WORK TO BE COMPLETED> Print, in exact form, the lines below from the one containing "if self.state == State::Uninitialized" through the one containing "pub fn verify_not_closed(&self)", and omit all others.

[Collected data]
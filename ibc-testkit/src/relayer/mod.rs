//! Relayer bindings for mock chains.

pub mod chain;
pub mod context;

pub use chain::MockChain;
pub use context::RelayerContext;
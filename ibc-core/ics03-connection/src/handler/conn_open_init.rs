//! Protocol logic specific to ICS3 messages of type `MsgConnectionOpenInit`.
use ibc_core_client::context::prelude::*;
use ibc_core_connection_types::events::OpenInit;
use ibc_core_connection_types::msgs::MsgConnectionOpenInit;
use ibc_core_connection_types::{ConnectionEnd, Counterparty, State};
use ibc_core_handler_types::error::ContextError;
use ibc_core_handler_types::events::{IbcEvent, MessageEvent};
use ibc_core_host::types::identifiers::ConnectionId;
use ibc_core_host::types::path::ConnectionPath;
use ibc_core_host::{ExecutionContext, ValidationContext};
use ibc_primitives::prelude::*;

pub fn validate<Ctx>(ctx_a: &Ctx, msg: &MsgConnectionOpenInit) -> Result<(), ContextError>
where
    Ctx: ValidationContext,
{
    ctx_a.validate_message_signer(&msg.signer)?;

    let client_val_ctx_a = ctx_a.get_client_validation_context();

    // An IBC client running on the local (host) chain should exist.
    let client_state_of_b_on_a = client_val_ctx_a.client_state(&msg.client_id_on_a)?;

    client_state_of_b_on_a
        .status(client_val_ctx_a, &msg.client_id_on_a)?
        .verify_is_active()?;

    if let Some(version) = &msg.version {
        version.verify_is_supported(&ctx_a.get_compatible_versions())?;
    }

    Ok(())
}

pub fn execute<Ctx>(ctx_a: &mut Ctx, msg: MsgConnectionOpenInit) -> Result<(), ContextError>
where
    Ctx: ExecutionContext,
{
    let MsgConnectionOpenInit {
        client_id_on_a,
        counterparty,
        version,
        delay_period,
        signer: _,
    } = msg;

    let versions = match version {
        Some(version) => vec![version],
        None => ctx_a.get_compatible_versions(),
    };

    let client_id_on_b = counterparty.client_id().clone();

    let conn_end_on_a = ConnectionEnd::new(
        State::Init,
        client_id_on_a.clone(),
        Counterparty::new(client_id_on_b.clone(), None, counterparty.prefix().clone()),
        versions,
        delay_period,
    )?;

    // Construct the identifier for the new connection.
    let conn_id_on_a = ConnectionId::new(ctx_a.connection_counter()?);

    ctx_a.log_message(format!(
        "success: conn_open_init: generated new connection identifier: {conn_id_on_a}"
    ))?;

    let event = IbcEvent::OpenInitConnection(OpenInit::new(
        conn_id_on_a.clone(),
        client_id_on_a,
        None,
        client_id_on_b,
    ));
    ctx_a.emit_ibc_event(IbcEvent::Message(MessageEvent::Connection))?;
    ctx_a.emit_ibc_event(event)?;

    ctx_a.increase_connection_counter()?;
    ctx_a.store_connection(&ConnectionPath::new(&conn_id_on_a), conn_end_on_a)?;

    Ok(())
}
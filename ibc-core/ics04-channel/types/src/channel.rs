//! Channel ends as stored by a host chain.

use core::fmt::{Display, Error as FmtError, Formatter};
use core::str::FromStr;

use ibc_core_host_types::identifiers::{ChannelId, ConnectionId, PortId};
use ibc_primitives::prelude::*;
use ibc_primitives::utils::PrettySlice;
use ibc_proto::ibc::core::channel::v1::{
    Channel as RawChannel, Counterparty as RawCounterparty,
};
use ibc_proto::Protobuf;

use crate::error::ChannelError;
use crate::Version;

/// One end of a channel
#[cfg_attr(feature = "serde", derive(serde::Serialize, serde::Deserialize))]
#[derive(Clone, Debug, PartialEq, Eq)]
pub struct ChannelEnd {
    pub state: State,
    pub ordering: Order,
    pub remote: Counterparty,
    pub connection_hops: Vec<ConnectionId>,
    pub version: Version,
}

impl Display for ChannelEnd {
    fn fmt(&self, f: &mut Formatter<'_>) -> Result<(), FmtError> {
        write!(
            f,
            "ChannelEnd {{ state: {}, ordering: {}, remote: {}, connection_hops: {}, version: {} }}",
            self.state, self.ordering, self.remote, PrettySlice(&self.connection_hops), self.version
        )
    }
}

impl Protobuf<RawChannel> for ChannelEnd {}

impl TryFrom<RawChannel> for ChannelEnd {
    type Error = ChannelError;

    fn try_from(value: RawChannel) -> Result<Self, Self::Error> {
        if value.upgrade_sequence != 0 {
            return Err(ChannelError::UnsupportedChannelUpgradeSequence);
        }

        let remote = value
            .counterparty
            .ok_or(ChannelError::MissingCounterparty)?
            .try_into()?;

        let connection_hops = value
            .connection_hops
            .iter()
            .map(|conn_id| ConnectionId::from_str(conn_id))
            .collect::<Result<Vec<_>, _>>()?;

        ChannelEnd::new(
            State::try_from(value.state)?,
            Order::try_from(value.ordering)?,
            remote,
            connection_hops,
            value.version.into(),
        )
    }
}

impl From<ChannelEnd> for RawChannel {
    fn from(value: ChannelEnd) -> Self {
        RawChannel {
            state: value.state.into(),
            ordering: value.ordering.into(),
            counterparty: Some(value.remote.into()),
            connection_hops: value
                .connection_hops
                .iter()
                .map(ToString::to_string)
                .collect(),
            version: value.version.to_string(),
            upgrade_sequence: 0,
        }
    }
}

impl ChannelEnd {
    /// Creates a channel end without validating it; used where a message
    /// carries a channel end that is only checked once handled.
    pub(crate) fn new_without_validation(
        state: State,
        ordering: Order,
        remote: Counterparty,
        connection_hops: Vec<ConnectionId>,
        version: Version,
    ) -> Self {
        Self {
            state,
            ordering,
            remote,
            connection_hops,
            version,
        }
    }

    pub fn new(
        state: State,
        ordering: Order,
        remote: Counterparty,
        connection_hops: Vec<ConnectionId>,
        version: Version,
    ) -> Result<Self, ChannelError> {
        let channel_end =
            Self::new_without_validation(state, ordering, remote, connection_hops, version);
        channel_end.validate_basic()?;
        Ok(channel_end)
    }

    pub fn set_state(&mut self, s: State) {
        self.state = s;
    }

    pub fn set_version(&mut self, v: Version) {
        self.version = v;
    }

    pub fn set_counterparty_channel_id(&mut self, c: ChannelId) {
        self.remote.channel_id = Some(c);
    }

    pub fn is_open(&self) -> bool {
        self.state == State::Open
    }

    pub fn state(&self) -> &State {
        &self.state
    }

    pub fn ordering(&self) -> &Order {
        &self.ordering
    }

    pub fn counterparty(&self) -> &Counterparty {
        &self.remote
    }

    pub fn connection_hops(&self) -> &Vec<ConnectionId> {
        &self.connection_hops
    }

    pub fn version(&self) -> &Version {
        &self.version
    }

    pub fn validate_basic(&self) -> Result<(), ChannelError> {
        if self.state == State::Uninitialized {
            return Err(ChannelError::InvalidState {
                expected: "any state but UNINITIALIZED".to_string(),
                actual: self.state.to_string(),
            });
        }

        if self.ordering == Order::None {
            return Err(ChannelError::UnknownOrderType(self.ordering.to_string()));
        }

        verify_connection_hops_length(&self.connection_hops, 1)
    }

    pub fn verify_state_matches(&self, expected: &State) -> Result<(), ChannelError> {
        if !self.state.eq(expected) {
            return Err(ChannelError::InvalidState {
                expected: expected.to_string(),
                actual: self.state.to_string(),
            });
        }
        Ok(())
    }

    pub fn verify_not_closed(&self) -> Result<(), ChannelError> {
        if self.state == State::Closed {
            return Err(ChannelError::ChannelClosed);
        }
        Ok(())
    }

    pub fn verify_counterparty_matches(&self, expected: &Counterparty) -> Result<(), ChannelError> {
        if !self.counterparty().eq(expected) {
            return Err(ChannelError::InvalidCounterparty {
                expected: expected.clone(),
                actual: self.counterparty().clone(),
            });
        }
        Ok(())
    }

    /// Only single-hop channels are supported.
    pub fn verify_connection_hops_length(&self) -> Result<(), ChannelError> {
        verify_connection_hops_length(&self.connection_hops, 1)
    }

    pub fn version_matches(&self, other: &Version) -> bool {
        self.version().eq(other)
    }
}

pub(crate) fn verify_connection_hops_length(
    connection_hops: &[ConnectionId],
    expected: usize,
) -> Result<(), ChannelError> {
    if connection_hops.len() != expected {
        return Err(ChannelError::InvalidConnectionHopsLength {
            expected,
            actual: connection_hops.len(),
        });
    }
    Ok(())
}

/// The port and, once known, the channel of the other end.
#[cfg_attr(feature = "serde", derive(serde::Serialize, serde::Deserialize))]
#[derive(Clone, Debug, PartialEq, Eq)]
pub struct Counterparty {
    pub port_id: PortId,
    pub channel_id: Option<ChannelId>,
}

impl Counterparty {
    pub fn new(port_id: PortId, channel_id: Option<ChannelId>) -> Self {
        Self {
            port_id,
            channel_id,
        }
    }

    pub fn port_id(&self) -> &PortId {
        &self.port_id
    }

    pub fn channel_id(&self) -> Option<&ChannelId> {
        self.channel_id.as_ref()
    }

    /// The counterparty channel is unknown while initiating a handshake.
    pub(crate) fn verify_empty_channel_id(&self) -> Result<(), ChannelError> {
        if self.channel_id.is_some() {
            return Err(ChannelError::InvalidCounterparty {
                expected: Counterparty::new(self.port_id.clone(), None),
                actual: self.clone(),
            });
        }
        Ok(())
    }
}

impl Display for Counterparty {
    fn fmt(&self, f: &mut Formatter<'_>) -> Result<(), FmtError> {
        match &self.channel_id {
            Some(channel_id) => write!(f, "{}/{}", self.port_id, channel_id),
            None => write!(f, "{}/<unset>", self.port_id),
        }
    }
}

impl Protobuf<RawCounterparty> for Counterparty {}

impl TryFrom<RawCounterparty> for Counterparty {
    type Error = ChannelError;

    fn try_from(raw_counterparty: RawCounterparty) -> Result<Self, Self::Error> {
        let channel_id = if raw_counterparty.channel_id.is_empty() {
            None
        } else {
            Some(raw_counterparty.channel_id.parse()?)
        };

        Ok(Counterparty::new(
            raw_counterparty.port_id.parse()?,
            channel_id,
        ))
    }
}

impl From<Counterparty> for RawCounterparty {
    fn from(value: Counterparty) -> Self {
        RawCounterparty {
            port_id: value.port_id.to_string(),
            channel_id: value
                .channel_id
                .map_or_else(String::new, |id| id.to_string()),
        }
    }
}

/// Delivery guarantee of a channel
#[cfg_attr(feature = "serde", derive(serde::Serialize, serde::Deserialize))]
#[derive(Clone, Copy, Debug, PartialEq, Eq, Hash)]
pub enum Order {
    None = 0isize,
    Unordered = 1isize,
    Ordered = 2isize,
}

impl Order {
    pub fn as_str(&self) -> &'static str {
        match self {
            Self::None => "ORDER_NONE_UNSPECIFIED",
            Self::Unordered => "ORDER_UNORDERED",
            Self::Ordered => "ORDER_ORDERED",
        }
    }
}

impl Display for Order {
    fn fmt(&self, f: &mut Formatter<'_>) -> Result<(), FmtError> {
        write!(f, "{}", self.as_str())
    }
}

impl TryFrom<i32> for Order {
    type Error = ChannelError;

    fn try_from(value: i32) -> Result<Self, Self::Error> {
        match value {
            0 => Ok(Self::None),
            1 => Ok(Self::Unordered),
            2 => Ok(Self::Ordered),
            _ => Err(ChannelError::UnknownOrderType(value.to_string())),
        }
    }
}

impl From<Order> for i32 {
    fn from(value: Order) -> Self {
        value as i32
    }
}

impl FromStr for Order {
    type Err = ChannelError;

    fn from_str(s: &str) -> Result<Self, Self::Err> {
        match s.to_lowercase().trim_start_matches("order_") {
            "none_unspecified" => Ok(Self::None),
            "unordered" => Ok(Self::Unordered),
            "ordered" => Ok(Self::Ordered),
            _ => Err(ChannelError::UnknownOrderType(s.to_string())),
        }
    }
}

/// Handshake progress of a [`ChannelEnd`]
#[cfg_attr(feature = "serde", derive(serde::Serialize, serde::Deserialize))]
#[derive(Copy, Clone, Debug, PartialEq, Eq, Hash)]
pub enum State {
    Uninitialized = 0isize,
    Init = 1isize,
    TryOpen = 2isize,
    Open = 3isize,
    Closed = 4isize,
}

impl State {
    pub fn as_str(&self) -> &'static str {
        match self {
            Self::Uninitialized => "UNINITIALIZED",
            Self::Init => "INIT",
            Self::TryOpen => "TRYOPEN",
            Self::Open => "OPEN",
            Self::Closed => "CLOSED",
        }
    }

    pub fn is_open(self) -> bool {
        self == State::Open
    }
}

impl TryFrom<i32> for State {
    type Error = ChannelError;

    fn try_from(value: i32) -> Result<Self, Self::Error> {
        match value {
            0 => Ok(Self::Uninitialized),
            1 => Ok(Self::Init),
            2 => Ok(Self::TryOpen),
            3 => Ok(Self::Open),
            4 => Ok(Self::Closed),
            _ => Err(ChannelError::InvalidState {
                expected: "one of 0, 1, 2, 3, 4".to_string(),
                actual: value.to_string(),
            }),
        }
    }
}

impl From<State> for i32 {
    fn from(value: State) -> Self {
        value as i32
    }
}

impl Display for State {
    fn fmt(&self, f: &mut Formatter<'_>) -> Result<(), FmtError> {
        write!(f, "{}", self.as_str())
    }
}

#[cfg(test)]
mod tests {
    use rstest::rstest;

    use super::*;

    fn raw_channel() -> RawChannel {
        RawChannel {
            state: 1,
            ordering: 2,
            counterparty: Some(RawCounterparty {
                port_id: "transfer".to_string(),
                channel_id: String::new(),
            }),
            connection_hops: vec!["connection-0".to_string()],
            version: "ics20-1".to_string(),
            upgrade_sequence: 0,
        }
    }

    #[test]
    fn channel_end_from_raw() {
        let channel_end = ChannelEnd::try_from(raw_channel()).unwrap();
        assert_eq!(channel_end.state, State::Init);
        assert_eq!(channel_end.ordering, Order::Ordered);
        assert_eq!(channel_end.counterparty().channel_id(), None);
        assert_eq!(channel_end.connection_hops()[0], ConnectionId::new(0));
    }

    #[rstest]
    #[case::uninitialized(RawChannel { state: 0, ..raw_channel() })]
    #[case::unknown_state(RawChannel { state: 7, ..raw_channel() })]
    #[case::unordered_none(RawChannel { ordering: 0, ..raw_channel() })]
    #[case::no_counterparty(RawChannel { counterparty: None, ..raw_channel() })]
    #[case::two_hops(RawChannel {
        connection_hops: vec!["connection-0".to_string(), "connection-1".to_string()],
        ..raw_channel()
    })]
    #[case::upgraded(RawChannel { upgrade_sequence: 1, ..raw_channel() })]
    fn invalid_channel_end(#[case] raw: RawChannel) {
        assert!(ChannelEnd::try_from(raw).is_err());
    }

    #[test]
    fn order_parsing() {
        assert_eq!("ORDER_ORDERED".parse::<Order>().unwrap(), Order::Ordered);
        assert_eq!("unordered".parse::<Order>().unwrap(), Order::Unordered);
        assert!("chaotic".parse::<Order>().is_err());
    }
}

EXERCISE RESPONSE>
        if self.state == State::Uninitialized {
            return Err(ChannelError::InvalidState {
                expected: "any state but UNINITIALIZED".to_string(),
                actual: self.state.to_string(),
            });
        }

        if self.ordering == Order::None {
            return Err(ChannelError::UnknownOrderType(self.ordering.to_string()));
        }

        verify_connection_hops_length(&self.connection_hops, 1)
    }

    pub fn verify_state_matches(&self, expected: &State) -> Result<(), ChannelError> {
        if !self.state.eq(expected) {
            return Err(ChannelError::InvalidState {
                expected: expected.to_string(),
                actual: self.state.to_string(),
            });
        }
        Ok(())
    }

    pub fn verify_not_closed(&self) -> Result<(), ChannelError> {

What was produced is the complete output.